Ok, so it’s been a week since Duncan Swain kicked off the Historical Viz Digest of the Data Visualization Society, but what an amazing week it’s been! The group is now comprised of 265 members with an incredibly active core posting roughly 10–20 literally mind-blowing items a day.
One of the more amazing threads that popped up this week was a series of posts highlighting various three-dimensional representations of data. It all started with Stephanie Tuerk’s post about an exquisite two-dimensional visualization, Harold Fisk’s 1944 set of maps showing the geological history of the Mississippi River Basin.
Harold Fisk was a cartographer for the Army Corp of Engineers who studied the evolution of the course of the Mississippi. His 1944 report, “Geological Investigation of the Alluvial Valley of the Lower Mississippi River,” contains a series of maps that do not just document the current location of the river but also stacks the historic layers in order to show the flow over time. In the introduction of the report, Fisk describes how he utilized the data from approx. 16,000 borings, over 3,000 of which penetrated its entire depth, to create the chart. It’s a work of scientific artistry — a blend of engineering rigor and sophisticated graphic depiction that conveys the complexity of natural forces.
But it turns out that Fisk wasn’t alone in his study of the Mississippi. Duncan prompted this week’s interest in three-dimensional visualizations when he shared this link from Atlas Obscura outlining the 1943 scale-model replica by the US Army Corps of Engineers. “It is the largest small-scale model ever built, representing 41% of the US in miniature, and the more than 15,000 miles of rivers that make up the Mississippi river basin laid out in eight miles worth of tiny, winding streams on 200 acres of parkland.”
ELMalvaney elaborates on the Preservation in Mississippi blog, “The Mississippi River Basin Model is the largest small-scale working model in existence. The reason it is so large is simply because any scale model of the Mississippi River Valley will be large. Moreover, finding a suitable scale to properly model the various hydraulic events in the valley proved to be a challenge during the design stage of its construction. The resulting model covered several acres. A working scale model of the Chesapeake Bay is the only other similar model in the United States.

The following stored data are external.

//! Declarative stub sets loaded from YAML.
//!
//! A `StubSet` describes stubs as data: request matcher attributes and a
//! static response. Definitions are validated, then converted into
//! engine stubs with `register_all`. Dynamic responses stay in code via
//! [`StubBuilder::respond_with`](crate::stub::StubBuilder::respond_with).

use crate::engine::Stubbles;
use crate::http::{Body, Method, UrlTemplate};
use crate::response::StubResponse;
use crate::stub::Stub;
use serde::{Deserialize, Serialize};
use std::collections::HashMap;
use std::path::Path;
use std::sync::Arc;

/// A collection of declarative stub definitions.
#[derive(Debug, Clone, Serialize, Deserialize, Default)]
#[serde(deny_unknown_fields)]
pub struct StubSet {
    /// List of stub definitions, in priority order
    #[serde(default)]
    pub stubs: Vec<StubDefinition>,
}

impl StubSet {
    /// Load a stub set from a YAML file.
    pub fn from_file(path: &Path) -> anyhow::Result<Self> {
        let content = std::fs::read_to_string(path)?;
        Self::from_yaml(&content)
    }

    /// Parse a stub set from a YAML string.
    pub fn from_yaml(yaml: &str) -> anyhow::Result<Self> {
        let set: Self = serde_yaml::from_str(yaml)?;
        set.validate()?;
        Ok(set)
    }

    /// Validate every definition (pattern compilation, status ranges).
    pub fn validate(&self) -> anyhow::Result<()> {
        for (i, stub) in self.stubs.iter().enumerate() {
            stub.build()
                .map_err(|e| anyhow::anyhow!("stub {}: {}", i, e))?;
        }
        Ok(())
    }

    /// Build every definition and register it with the engine, in order.
    pub fn register_all(&self, engine: &Stubbles) -> anyhow::Result<Vec<Arc<Stub>>> {
        let mut registered = Vec::with_capacity(self.stubs.len());
        for (i, definition) in self.stubs.iter().enumerate() {
            let stub = definition
                .build()
                .map_err(|e| anyhow::anyhow!("stub {}: {}", i, e))?;
            registered.push(engine.register(stub));
        }
        Ok(registered)
    }
}

/// A single declarative stub.
#[derive(Debug, Clone, Serialize, Deserialize)]
#[serde(deny_unknown_fields)]
pub struct StubDefinition {
    /// Optional name, used in match logging
    #[serde(default)]
    pub name: Option<String>,

    /// Request matcher attributes (all optional, absent = any)
    #[serde(default)]
    pub request: RequestDefinition,

    /// Response to return; omitted means an empty 200
    #[serde(default)]
    pub response: Option<ResponseDefinition>,
}

impl StubDefinition {
    /// Convert the definition into an engine stub.
    pub fn build(&self) -> anyhow::Result<Stub> {
        let mut builder = Stub::builder();
        if let Some(name) = &self.name {
            builder = builder.name(name.clone());
        }
        if let Some(method) = self.request.method {
            builder = builder.method(method);
        }
        if let Some(url) = &self.request.url {
            builder = builder.url(url.build()?);
        }
        if let Some(headers) = &self.request.headers {
            builder = builder.headers(
                headers.iter().map(|(name, value)| (name.clone(), value.clone())),
            );
        }
        if let Some(body) = &self.request.body {
            builder = builder.body(body.build()?);
        }
        if let Some(response) = &self.response {
            builder = builder.respond(response.build()?);
        }
        Ok(builder.build())
    }
}

/// Request matcher attributes of a declarative stub.
#[derive(Debug, Clone, Serialize, Deserialize, Default)]
#[serde(deny_unknown_fields)]
pub struct RequestDefinition {
    /// HTTP method to match (absent = any)
    #[serde(default)]
    pub method: Option<Method>,

    /// URL matching
    #[serde(default)]
    pub url: Option<UrlPattern>,

    /// Header subset to require
    #[serde(default)]
    pub headers: Option<HashMap<String, String>>,

    /// Body matching
    #[serde(default)]
    pub body: Option<BodyDefinition>,
}

/// URL matching configuration.
#[derive(Debug, Clone, Serialize, Deserialize)]
#[serde(tag = "type", rename_all = "snake_case")]
pub enum UrlPattern {
    /// Literal URL, query ignored
    Exact { value: String },
    /// Regex matched anywhere in the URL
    Regex { pattern: String },
    /// Glob over the whole URL
    Glob { pattern: String },
}

impl UrlPattern {
    pub fn build(&self) -> anyhow::Result<UrlTemplate> {
        Ok(match self {
            UrlPattern::Exact { value } => UrlTemplate::exact(value.clone()),
            UrlPattern::Regex { pattern } => UrlTemplate::regex(pattern)
                .map_err(|e| anyhow::anyhow!("invalid regex: {}", e))?,
            UrlPattern::Glob { pattern } => UrlTemplate::glob(pattern)
                .map_err(|e| anyhow::anyhow!("invalid glob: {}", e))?,
        })
    }
}

/// Body configuration, shared by request matchers and responses.
#[derive(Debug, Clone, Serialize, Deserialize)]
#[serde(tag = "type", rename_all = "snake_case")]
pub enum BodyDefinition {
    /// No payload
    Empty,
    /// Plain text payload
    Text { content: String },
    /// Base64 encoded binary payload
    Base64 { content: String },
    /// JSON document
    Json { content: serde_json::Value },
}

impl BodyDefinition {
    pub fn build(&self) -> anyhow::Result<Body> {
        Ok(match self {
            BodyDefinition::Empty => Body::Empty,
            BodyDefinition::Text { content } => Body::bytes(content.as_bytes()),
            BodyDefinition::Base64 { content } => {
                use base64::Engine;
                let data = base64::engine::general_purpose::STANDARD
                    .decode(content)
                    .map_err(|e| anyhow::anyhow!("invalid base64: {}", e))?;
                Body::bytes(data)
            }
            BodyDefinition::Json { content } => Body::json(content.clone()),
        })
    }
}

/// Response attributes of a declarative stub.
#[derive(Debug, Clone, Serialize, Deserialize)]
#[serde(deny_unknown_fields)]
pub struct ResponseDefinition {
    /// HTTP status code
    #[serde(default = "default_status")]
    pub status: u16,

    /// Response headers
    #[serde(default)]
    pub headers: HashMap<String, String>,

    /// Response body
    #[serde(default)]
    pub body: Option<BodyDefinition>,

    /// Fail matching requests with this message instead of responding
    #[serde(default)]
    pub failure: Option<String>,
}

fn default_status() -> u16 {
    200
}

impl ResponseDefinition {
    pub fn build(&self) -> anyhow::Result<StubResponse> {
        if !(100..=599).contains(&self.status) {
            anyhow::bail!("invalid status code: {}", self.status);
        }

        let mut builder = StubResponse::builder().status(self.status);

        if let Some(body) = &self.body {
            builder = match body {
                BodyDefinition::Json { content } => builder.json_body(content.clone()),
                other => builder.body(other.build()?),
            };
        }

        // Declared headers land after the body so an explicit Content-Type wins
        builder = builder.headers(
            self.headers.iter().map(|(name, value)| (name.clone(), value.clone())),
        );

        if let Some(message) = &self.failure {
            builder = builder.fail(DeclaredFailure(message.clone()));
        }

        Ok(builder.build())
    }
}

/// The failure cause produced by a declared `failure` response.
#[derive(Debug, Clone, thiserror::Error)]
#[error("{0}")]
pub struct DeclaredFailure(pub String);

#[cfg(test)]
mod tests {
    use super::*;
    use crate::engine::Error;
    use crate::request::HttpRequest;
    use std::io::Write;

    #[test]
    fn test_parse_simple_stub() {
        let yaml = r#"
stubs:
  - name: users
    request:
      method: get
      url:
        type: exact
        value: https://api.test/users
    response:
      status: 200
      body:
        type: text
        content: "Hello, World!"
"#;
        let set = StubSet::from_yaml(yaml).unwrap();
        assert_eq!(set.stubs.len(), 1);
        assert_eq!(set.stubs[0].name.as_deref(), Some("users"));
    }

    #[test]
    fn test_method_accepts_any_case() {
        let yaml = r#"
stubs:
  - request:
      method: GET
"#;
        let set = StubSet::from_yaml(yaml).unwrap();
        assert_eq!(set.stubs[0].request.method, Some(Method::Get));
    }

    #[test]
    fn test_registered_json_stub_answers_dispatch() {
        let yaml = r#"
stubs:
  - request:
      url:
        type: regex
        pattern: "/api/"
    response:
      status: 200
      body:
        type: json
        content:
          message: success
"#;
        let set = StubSet::from_yaml(yaml).unwrap();
        let engine = Stubbles::new();
        let registered = set.register_all(&engine).unwrap();
        assert_eq!(registered.len(), 1);

        let response = engine
            .dispatch(&HttpRequest::new().with_url("https://host.test/api/users"))
            .unwrap();
        assert_eq!(response.status, Some(200));
        let headers = response.headers.unwrap();
        assert_eq!(headers.get("content-type"), Some("application/json"));
    }

    #[test]
    fn test_declared_content_type_wins_over_json_body() {
        let yaml = r#"
stubs:
  - response:
      headers:
        Content-Type: application/problem+json
      body:
        type: json
        content:
          error: bad
"#;
        let set = StubSet::from_yaml(yaml).unwrap();
        let response = set.stubs[0].response.as_ref().unwrap().build().unwrap();
        let headers = response.headers.unwrap();
        assert_eq!(headers.get("content-type"), Some("application/problem+json"));
    }

    #[test]
    fn test_base64_request_body() {
        // "hello"
        let yaml = r#"
stubs:
  - request:
      body:
        type: base64
        content: aGVsbG8=
"#;
        let set = StubSet::from_yaml(yaml).unwrap();
        let engine = Stubbles::new();
        set.register_all(&engine).unwrap();

        assert!(engine.dispatch(&HttpRequest::new().with_body("hello")).is_ok());
        let err = engine
            .dispatch(&HttpRequest::new().with_body("other"))
            .unwrap_err();
        assert!(matches!(err, Error::NoMatch(_)));
    }

    #[test]
    fn test_declared_failure_response() {
        let yaml = r#"
stubs:
  - request:
      url:
        type: exact
        value: https://api.test/down
    response:
      failure: "connection reset"
"#;
        let set = StubSet::from_yaml(yaml).unwrap();
        let engine = Stubbles::new();
        set.register_all(&engine).unwrap();

        let response = engine
            .dispatch(&HttpRequest::new().with_url("https://api.test/down"))
            .unwrap();
        assert!(response.is_failure());
        assert_eq!(response.failure.unwrap().to_string(), "connection reset");
    }

    #[test]
    fn test_invalid_regex_is_rejected() {
        let yaml = r#"
stubs:
  - request:
      url:
        type: regex
        pattern: "["
"#;
        assert!(StubSet::from_yaml(yaml).is_err());
    }

    #[test]
    fn test_invalid_status_is_rejected() {
        let yaml = r#"
stubs:
  - response:
      status: 99
"#;
        assert!(StubSet::from_yaml(yaml).is_err());
    }

    #[test]
    fn test_unknown_fields_are_rejected() {
        assert!(StubSet::from_yaml("stubs: []\nextra: 1").is_err());
    }

    #[test]
    fn test_from_file() {
        let yaml = r#"
stubs:
  - name: from-file
    request:
      method: get
"#;
        let mut file = tempfile::NamedTempFile::new().unwrap();
        file.write_all(yaml.as_bytes()).unwrap();

        let set = StubSet::from_file(file.path()).unwrap();
        assert_eq!(set.stubs.len(), 1);
        assert_eq!(set.stubs[0].name.as_deref(), Some("from-file"));
    }
}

“Started in 1943 by the U.S. Army Corps of Engineers, the Mississippi River Basin Model was designed to study floods, drought, and other weather events. The early excavation was carried out by German prisoners of war, who were captured in North Africa when Rommel’s Afrika Korps was destroyed by Anglo-American forces. Later concrete work [is] by local Jackson contractors. The model was completed and ready for use in the early 1950s. Interestingly, a day on the river can be simulated in just 5.4 minutes using the model.”
The Corps finally closed the project permanently in 1993, and the City of Jackson abandoned it in 2006. Amazingly, the World of Decay blog has tracked down the exact location and documented the current crumbling state of the model as of January 2010.
Three-dimensional model of electricity consumption in Manchester
Duncan also shared another three-dimensional visualization, a 1955 model of the accumulation of electrical consumption by the planners of Manchester’s Central Electricity Generating Board. Showing electricity demand by the hour, day, month and year, this collection of charts forms a 3D visualization of energy data in the UK from the years 1951–54. Acquired by the Museum of Science & Industry, Manchester, the model is significant as a tangible record of past practice, both of the electricity supply industry and its consumers.
Alice Cliff and Jenny Rinkinen explore this amazing item further in their detailed 2018 essay: “It is comprised of 675 cards, each of which is known as a ‘load curve’ or ‘load profile’, referring to demand as ‘load’ on the grid system averaged over a time interval of a given duration, in this instance thirty minutes. Assembled as a 3D chart over a longer time period, it was known within the electricity supply industry as a ‘load model…. this object sits at an intersection both of modeling and of conceptualizing energy. It was one of the last hand-crafted data visualizations and is a manifestation of a process of collating data on record cards that was familiar to many office workers of the time, but that was about to disappear from working practice as computers became more commonplace.”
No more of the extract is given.